TASK OBJECTIVE: Transcribe the records below exactly as written, from the opening line through the line that contains "One observed event.".

MATERIAL FOR THIS TASK:
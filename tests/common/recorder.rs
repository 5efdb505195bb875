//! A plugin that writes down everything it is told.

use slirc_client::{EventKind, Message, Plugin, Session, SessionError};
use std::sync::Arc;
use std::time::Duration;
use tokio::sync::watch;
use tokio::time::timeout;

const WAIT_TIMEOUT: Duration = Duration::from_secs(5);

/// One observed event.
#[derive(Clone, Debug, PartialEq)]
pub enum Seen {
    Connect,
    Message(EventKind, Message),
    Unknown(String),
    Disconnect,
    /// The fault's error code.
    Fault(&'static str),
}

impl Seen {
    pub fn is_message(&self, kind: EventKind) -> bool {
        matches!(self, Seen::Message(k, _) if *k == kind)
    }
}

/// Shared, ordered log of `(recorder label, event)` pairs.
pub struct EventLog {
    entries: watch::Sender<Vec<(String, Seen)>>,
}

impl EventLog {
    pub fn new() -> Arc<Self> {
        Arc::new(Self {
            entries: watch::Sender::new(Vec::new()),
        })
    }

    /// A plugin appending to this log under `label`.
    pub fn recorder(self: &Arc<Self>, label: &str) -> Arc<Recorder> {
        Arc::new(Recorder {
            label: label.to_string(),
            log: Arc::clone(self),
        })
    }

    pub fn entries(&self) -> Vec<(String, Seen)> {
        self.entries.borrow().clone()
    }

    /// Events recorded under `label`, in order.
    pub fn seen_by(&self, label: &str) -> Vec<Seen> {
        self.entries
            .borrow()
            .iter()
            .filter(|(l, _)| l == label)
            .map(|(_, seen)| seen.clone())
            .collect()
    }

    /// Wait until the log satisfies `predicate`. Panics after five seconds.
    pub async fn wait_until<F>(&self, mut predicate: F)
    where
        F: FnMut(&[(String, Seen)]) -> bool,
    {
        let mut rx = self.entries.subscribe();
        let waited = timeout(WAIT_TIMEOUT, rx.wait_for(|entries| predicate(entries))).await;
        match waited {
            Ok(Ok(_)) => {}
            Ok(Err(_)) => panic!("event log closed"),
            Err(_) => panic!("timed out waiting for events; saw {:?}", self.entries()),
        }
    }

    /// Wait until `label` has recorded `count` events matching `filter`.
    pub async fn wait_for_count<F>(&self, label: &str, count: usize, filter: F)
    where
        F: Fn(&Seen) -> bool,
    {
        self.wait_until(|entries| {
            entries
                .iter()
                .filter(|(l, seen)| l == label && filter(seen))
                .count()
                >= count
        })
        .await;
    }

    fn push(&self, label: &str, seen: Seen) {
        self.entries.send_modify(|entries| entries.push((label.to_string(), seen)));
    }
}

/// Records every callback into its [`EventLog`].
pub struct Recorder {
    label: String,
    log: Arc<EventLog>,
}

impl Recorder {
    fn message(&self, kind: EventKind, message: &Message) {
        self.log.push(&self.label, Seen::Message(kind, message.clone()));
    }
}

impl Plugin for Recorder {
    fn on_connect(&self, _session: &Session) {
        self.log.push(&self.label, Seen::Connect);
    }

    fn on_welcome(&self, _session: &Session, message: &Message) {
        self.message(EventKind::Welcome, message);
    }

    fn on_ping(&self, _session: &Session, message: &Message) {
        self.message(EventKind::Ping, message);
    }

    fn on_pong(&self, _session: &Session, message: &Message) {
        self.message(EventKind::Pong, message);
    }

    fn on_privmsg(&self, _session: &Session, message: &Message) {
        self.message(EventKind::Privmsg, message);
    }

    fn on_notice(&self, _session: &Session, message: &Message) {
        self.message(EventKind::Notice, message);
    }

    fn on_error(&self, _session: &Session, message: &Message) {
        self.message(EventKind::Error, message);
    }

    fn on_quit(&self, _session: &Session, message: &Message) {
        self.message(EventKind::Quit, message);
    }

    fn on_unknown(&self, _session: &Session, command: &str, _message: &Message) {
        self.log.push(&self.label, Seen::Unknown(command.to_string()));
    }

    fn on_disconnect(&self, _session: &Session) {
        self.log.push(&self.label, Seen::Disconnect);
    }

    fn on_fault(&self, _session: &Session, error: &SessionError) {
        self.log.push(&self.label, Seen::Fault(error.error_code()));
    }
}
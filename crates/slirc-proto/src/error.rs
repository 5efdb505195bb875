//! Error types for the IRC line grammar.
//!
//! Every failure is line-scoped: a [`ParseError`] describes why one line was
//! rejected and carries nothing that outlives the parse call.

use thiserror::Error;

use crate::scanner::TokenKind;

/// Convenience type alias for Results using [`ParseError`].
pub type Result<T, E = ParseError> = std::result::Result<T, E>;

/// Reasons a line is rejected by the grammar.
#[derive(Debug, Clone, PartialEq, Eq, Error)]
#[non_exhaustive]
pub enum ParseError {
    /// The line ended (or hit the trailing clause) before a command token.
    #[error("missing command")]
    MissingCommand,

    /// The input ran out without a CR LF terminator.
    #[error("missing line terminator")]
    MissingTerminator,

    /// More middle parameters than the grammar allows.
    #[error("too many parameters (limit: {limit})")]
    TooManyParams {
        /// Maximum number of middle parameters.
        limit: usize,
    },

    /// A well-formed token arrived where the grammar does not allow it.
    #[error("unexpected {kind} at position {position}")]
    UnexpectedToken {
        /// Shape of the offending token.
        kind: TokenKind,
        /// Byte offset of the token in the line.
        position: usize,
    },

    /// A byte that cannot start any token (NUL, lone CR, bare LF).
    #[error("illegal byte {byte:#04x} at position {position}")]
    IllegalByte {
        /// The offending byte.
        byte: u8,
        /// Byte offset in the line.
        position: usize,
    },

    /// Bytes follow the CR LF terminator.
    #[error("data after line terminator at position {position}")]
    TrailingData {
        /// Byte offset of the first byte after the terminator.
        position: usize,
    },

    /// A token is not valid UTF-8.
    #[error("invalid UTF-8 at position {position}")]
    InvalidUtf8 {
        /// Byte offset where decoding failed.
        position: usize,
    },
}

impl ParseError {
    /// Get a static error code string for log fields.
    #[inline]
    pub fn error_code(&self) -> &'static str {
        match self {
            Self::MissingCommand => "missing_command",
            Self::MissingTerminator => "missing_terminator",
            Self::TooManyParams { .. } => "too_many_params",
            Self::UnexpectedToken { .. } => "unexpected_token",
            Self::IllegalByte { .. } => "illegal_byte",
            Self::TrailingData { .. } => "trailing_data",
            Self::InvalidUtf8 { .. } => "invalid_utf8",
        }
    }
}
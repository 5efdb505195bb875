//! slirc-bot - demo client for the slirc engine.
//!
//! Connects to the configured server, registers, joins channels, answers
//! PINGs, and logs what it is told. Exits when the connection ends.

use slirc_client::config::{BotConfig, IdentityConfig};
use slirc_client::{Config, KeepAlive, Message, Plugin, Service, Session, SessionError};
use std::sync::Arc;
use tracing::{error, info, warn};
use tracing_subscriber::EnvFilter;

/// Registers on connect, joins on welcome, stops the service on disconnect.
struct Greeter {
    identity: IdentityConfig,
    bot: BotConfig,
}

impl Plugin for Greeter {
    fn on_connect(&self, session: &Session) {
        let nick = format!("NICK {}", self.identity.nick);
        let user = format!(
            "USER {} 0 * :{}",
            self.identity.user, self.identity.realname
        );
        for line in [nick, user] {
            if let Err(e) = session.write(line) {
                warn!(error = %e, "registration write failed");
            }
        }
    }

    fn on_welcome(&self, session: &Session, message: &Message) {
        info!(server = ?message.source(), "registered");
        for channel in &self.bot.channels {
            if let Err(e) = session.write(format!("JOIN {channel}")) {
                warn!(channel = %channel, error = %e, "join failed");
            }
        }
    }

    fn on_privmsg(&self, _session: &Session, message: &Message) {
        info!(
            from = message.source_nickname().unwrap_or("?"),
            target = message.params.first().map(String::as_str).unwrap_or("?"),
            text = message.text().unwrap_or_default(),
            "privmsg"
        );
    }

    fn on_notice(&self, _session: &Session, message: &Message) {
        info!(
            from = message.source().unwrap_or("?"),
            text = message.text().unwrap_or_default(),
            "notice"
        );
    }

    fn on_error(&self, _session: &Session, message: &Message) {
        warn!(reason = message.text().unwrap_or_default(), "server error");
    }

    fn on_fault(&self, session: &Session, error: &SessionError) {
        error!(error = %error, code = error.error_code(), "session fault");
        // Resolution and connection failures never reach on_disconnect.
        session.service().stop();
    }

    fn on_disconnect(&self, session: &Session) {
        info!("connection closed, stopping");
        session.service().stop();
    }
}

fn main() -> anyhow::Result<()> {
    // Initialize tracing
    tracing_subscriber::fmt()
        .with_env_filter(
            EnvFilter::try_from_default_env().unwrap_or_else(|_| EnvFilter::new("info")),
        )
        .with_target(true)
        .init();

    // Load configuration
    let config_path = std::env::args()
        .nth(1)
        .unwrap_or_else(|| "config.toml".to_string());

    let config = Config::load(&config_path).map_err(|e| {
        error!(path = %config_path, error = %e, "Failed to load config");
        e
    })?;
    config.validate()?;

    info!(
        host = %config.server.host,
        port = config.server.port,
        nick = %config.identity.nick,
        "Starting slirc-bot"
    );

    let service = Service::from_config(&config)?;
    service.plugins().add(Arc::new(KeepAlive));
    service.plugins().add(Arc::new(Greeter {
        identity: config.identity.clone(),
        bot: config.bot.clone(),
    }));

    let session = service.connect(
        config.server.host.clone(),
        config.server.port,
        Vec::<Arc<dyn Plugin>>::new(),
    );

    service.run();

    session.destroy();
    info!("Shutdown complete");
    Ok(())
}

ANSWER BELOW:
filename tests/common/recorder.rs
repository 5efdb505195bb875
//! A plugin that writes down everything it is told.

use slirc_client::{EventKind, Message, Plugin, Session, SessionError};
use std::sync::Arc;
use std::time::Duration;
use tokio::sync::watch;
use tokio::time::timeout;

const WAIT_TIMEOUT: Duration = Duration::from_secs(5);

/// One observed event.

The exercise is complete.